Neighbors’ concerns brought it to the attention of the city’s historic preservation office in 2004. A couple years later, Morgan and Barbara Hammond, who also worked in the preservation office, wrote the application that got the building placed on the National Register of Historic Places. 

The two happened to be neighbors in North Riverside. In 2011, they joined with other neighbors to form the nonprofit Friends group. Willenberg took over as president a couple years later. Wichita attorney Jim Guy, who died in 2017, helped the group with legal matters while his fellow preservationist, Mike Seiwert, signed on as project architect. 

The group got a big boost two years later with a matching grant from the Heritage Trust Fund, which allowed it to re-roof the building with green clay tiles made by the same company that produced the originals. The Friends continued to raise money while devoting four to six hours to hands-on labor most Saturdays. Much of the work was done by six to eight regulars, all of them 60 or older, occasionally supplemented by 10 to 15 more volunteers.

Morgan noted that each of the 28 original triple-hung windows required at least 40 hours to restore. 

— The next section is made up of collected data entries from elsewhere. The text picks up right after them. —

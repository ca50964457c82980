//! Metadata document operations on the SQLite backend.

use std::collections::BTreeMap;

use chrono::{DateTime, SecondsFormat, Utc};
use tokio_rusqlite::params;
use tokio_rusqlite::rusqlite;

use super::MetadataRepository;
use super::connection::MetadataDb;
use crate::{Error, MetadataDocument};

/// Fixed-width RFC 3339 so stored timestamps compare correctly as text.
fn format_ts(ts: DateTime<Utc>) -> String {
    ts.to_rfc3339_opts(SecondsFormat::Micros, true)
}

fn parse_ts(column: &str, value: &str) -> Result<DateTime<Utc>, Error> {
    DateTime::parse_from_rfc3339(value)
        .map(|ts| ts.with_timezone(&Utc))
        .map_err(|e| Error::Corrupt(format!("{column} '{value}': {e}")))
}

/// A `metadata` row before JSON and timestamp decoding.
struct StoredRow {
    url: String,
    status_code: i64,
    headers_json: String,
    cookies_json: String,
    page_source: Option<String>,
    created_at: String,
    updated_at: String,
}

impl StoredRow {
    fn into_document(self) -> Result<MetadataDocument, Error> {
        let status_code = u16::try_from(self.status_code)
            .map_err(|_| Error::Corrupt(format!("status_code {} out of range", self.status_code)))?;
        let headers: BTreeMap<String, String> = serde_json::from_str(&self.headers_json)?;
        let cookies: BTreeMap<String, String> = serde_json::from_str(&self.cookies_json)?;

        Ok(MetadataDocument {
            url: self.url,
            status_code,
            headers,
            cookies,
            page_source: self.page_source,
            created_at: parse_ts("created_at", &self.created_at)?,
            updated_at: parse_ts("updated_at", &self.updated_at)?,
        })
    }
}

fn select_by_url(conn: &rusqlite::Connection, url: &str) -> Result<Option<MetadataDocument>, Error> {
    let mut stmt = conn.prepare(
        "SELECT url, status_code, headers_json, cookies_json, page_source, created_at, updated_at
         FROM metadata WHERE url = ?1",
    )?;

    let result = stmt.query_row(params![url], |row| {
        Ok(StoredRow {
            url: row.get(0)?,
            status_code: row.get(1)?,
            headers_json: row.get(2)?,
            cookies_json: row.get(3)?,
            page_source: row.get(4)?,
            created_at: row.get(5)?,
            updated_at: row.get(6)?,
        })
    });

    match result {
        Ok(row) => row.into_document().map(Some),
        Err(rusqlite::Error::QueryReturnedNoRows) => Ok(None),
        Err(e) => Err(e.into()),
    }
}

impl MetadataDb {
    /// Number of stored documents.
    pub async fn count_documents(&self) -> Result<u64, Error> {
        self.conn
            .call(|conn| -> Result<u64, Error> {
                let count: i64 = conn.query_row("SELECT COUNT(*) FROM metadata", [], |row| row.get(0))?;
                Ok(count as u64)
            })
            .await
            .map_err(Error::from)
    }
}

#[async_trait::async_trait]
impl MetadataRepository for MetadataDb {
    /// Insert or replace the document for `doc.url`.
    ///
    /// Runs as one transaction: the UPSERT leaves `created_at` untouched on
    /// conflict, and the stored row is read back before commit.
    async fn upsert(&self, doc: &MetadataDocument) -> Result<MetadataDocument, Error> {
        let headers_json = serde_json::to_string(&doc.headers)?;
        let cookies_json = serde_json::to_string(&doc.cookies)?;
        let now = Utc::now();
        let created_at = format_ts(doc.created_at.min(now));
        let updated_at = format_ts(now);
        let url = doc.url.clone();
        let status_code = i64::from(doc.status_code);
        let page_source = doc.page_source.clone();

        self.conn
            .call(move |conn| -> Result<MetadataDocument, Error> {
                let tx = conn.transaction()?;
                tx.execute(
                    "INSERT INTO metadata (
                    url, status_code, headers_json, cookies_json, page_source, created_at, updated_at
                ) VALUES (?1, ?2, ?3, ?4, ?5, ?6, ?7)
                ON CONFLICT(url) DO UPDATE SET
                    status_code = excluded.status_code,
                    headers_json = excluded.headers_json,
                    cookies_json = excluded.cookies_json,
                    page_source = excluded.page_source,
                    updated_at = MAX(metadata.created_at, excluded.updated_at)",
                    params![&url, status_code, &headers_json, &cookies_json, &page_source, &created_at, &updated_at],
                )?;

                let stored =
                    select_by_url(&tx, &url)?.ok_or_else(|| Error::Corrupt(format!("upserted row missing: {url}")))?;
                tx.commit()?;
                Ok(stored)
            })
            .await
            .map_err(Error::from)
    }

    async fn find_by_url(&self, url: &str) -> Result<Option<MetadataDocument>, Error> {
        let url = url.to_string();
        self.conn
            .call(move |conn| -> Result<Option<MetadataDocument>, Error> { select_by_url(conn, &url) })
            .await
            .map_err(Error::from)
    }
}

The exterior was painted, Craftsman-style window and door trim that had been covered by paneling restored, concrete floor polished, outside electric lines moved underground, a new sewer line installed, fireplace repaired, bathroom and kitchen stripped and outfitted. Another grant from the Heritage Trust provided storm windows. A heating and air company donated a geothermal system, and Willenberg said much of the work that had to be hired out was discounted.

“Concrete cutters would take off five hours of time (from their bill). Sheet rockers would give us 20 percent off. The sewer line guy did his work for free. The election union, plumbers and pipefitters all donated stuff to get it up and running.”

Hammond, the project historian and grant writer, continued to research the building. One person she interviewed was the twin of a woman who’d been cared for there as a baby. The pandemic set back work on the building about eight months, but other than a pergola or canopy to cover the back patio, it’s now substantially complete. 

David McGuire, the city’s superintendent for park maintenance and forestry, called it unusual for a private group to restore a public property. 

“They took on a pretty big endeavor and it took them, you know, some time because everything was based on donations,” he said. “They wanted to do a really good job of making it look new but making it look original, and that’s what they accomplished.”